┌─ Data extracts

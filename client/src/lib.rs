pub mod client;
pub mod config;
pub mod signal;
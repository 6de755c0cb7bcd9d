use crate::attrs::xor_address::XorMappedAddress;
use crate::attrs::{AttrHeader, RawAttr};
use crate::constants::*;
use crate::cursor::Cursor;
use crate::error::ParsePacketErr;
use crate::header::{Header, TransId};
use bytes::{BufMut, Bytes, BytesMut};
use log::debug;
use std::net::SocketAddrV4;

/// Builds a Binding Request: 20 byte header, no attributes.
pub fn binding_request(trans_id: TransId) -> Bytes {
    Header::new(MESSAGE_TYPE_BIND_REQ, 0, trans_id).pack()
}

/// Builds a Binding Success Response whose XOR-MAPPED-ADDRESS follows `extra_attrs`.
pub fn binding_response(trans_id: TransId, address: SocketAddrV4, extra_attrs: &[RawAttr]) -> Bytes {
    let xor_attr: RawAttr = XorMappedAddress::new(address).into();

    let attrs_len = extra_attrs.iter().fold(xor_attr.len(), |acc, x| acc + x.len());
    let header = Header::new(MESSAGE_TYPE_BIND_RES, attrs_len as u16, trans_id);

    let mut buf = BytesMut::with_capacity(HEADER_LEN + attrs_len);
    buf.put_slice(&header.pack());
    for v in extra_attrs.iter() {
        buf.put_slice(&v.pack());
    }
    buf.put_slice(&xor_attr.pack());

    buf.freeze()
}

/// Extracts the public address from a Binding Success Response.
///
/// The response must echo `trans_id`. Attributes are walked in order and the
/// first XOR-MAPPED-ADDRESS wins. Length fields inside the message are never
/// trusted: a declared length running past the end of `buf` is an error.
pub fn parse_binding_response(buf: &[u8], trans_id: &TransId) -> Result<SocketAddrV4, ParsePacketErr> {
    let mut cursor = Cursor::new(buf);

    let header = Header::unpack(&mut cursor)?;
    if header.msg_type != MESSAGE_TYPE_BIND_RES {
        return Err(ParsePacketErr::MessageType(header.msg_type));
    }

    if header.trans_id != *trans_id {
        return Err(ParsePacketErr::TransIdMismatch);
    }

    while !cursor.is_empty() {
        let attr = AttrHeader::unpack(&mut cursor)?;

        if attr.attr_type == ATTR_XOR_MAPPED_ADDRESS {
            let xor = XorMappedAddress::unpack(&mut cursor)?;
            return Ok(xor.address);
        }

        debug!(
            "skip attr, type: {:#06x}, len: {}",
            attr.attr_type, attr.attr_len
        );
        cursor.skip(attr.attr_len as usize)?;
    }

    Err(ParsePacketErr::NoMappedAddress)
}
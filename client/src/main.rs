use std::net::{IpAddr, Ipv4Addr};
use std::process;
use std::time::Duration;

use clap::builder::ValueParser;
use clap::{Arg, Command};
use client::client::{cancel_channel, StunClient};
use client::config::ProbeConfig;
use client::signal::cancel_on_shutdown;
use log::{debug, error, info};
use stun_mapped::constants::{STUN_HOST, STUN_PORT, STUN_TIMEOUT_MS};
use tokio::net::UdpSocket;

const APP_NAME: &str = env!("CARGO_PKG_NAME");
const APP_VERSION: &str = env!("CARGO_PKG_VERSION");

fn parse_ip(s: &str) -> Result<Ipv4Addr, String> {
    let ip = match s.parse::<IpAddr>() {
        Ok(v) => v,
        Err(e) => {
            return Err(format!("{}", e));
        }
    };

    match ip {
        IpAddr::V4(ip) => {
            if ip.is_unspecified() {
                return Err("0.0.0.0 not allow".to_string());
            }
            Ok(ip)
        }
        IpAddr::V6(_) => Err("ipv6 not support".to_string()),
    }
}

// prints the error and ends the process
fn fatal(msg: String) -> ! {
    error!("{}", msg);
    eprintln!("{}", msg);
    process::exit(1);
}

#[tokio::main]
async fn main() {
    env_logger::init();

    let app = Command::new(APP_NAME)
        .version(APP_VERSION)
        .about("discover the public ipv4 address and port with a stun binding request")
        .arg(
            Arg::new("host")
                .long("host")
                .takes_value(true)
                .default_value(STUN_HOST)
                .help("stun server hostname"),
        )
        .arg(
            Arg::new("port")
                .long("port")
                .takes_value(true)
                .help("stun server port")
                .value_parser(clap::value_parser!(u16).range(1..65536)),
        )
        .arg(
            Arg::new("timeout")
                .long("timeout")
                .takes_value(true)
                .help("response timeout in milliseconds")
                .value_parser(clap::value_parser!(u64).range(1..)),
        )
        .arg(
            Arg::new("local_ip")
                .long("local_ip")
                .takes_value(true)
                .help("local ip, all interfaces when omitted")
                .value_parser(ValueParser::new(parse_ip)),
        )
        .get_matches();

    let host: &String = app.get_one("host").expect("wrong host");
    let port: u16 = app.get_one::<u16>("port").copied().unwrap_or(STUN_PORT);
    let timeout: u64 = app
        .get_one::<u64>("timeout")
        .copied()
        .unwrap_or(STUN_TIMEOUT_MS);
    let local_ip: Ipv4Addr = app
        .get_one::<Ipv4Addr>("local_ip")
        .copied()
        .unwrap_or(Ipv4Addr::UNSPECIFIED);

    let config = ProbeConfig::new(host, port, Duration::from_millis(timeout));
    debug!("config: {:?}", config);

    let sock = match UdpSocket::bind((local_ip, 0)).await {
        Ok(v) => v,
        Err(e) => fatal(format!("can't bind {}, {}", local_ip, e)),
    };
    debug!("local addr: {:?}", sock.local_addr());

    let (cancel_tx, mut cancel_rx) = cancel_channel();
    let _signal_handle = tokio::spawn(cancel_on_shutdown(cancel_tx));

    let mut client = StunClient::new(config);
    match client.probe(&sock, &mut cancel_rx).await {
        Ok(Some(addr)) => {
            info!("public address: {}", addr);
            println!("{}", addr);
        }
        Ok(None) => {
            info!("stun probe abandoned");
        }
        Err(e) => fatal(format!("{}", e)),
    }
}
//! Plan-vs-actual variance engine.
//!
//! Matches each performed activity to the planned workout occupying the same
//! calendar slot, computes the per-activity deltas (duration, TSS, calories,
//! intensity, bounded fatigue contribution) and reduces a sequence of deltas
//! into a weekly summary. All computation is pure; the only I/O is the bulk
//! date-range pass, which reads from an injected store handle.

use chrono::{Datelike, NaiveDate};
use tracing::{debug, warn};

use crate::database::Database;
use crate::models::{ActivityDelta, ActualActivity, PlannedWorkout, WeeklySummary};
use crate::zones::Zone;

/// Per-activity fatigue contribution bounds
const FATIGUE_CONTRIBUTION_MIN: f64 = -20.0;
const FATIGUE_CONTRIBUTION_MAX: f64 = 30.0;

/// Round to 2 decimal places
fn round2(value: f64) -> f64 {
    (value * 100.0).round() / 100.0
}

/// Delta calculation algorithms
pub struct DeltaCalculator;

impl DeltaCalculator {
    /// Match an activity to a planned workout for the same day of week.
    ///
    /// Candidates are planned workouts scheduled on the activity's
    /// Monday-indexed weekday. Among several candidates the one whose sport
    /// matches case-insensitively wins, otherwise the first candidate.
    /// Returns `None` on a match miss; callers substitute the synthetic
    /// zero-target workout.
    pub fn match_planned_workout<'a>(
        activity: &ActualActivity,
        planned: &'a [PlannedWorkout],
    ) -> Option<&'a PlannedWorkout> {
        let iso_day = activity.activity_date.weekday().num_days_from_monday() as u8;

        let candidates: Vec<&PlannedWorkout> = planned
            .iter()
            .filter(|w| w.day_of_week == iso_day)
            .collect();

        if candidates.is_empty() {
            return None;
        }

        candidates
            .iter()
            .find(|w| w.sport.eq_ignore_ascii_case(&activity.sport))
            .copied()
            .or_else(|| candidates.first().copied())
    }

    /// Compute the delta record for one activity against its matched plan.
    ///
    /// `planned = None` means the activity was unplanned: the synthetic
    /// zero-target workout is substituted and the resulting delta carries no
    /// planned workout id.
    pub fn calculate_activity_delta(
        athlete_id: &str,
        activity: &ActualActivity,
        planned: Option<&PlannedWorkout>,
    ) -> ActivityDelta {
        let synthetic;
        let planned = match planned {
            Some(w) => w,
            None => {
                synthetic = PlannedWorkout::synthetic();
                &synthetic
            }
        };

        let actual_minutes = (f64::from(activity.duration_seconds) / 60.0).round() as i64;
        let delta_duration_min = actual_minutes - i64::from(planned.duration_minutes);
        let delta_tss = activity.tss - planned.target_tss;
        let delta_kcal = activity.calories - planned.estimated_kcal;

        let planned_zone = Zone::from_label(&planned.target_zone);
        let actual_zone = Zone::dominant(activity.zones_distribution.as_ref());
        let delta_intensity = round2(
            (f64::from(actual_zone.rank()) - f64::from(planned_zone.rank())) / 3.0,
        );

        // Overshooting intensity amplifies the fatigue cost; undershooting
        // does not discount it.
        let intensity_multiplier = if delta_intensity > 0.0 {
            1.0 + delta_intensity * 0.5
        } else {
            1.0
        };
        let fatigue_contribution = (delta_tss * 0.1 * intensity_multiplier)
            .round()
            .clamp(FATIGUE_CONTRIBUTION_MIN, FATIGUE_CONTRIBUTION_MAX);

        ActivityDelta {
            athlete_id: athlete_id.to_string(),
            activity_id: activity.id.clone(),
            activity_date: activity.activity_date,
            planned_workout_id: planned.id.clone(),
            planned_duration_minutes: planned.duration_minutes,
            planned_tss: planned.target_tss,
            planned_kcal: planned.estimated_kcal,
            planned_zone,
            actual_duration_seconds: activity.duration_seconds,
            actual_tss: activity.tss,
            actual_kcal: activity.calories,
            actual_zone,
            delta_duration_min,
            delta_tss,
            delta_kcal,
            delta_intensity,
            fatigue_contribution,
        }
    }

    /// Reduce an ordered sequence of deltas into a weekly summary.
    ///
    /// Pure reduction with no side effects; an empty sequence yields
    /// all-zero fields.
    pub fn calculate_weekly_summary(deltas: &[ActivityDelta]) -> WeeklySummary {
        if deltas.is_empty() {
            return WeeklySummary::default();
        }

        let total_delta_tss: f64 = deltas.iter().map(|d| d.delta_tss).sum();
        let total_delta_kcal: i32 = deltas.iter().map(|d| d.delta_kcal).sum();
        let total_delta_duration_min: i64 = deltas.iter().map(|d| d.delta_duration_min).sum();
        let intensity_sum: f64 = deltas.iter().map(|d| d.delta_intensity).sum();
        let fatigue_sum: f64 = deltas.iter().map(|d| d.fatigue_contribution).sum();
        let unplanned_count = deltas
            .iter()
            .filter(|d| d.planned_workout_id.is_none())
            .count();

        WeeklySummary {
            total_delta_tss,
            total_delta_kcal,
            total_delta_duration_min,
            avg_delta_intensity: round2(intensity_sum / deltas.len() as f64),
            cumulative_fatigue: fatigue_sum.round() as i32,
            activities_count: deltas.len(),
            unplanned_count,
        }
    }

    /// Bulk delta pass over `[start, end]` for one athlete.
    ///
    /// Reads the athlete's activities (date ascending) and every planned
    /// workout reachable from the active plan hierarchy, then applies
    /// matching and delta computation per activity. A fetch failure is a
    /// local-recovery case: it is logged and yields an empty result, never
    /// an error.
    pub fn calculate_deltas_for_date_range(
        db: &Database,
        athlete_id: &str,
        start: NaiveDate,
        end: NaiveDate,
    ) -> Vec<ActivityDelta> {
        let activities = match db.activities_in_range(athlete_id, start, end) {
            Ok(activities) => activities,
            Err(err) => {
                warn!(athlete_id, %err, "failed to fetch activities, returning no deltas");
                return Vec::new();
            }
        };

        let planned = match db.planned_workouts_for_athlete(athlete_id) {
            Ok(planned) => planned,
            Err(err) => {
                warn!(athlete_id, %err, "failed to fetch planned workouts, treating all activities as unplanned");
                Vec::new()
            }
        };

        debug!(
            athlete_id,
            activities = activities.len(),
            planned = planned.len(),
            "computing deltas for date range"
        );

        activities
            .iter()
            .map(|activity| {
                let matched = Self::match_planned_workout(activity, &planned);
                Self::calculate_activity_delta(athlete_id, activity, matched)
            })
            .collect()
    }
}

└─

• _What the task requires_: Quote the listing above, but only from the line that shows "Header::new(MESSAGE_TYPE_BIND_REQ, 0, trans_id).pack()" through the line that shows "order and the".

• _Reply to the task_:
    Header::new(MESSAGE_TYPE_BIND_REQ, 0, trans_id).pack()
}

/// Builds a Binding Success Response whose XOR-MAPPED-ADDRESS follows `extra_attrs`.
pub fn binding_response(trans_id: TransId, address: SocketAddrV4, extra_attrs: &[RawAttr]) -> Bytes {
    let xor_attr: RawAttr = XorMappedAddress::new(address).into();

    let attrs_len = extra_attrs.iter().fold(xor_attr.len(), |acc, x| acc + x.len());
    let header = Header::new(MESSAGE_TYPE_BIND_RES, attrs_len as u16, trans_id);

    let mut buf = BytesMut::with_capacity(HEADER_LEN + attrs_len);
    buf.put_slice(&header.pack());
    for v in extra_attrs.iter() {
        buf.put_slice(&v.pack());
    }
    buf.put_slice(&xor_attr.pack());

    buf.freeze()
}

/// Extracts the public address from a Binding Success Response.
///
/// The response must echo `trans_id`. Attributes are walked in order and the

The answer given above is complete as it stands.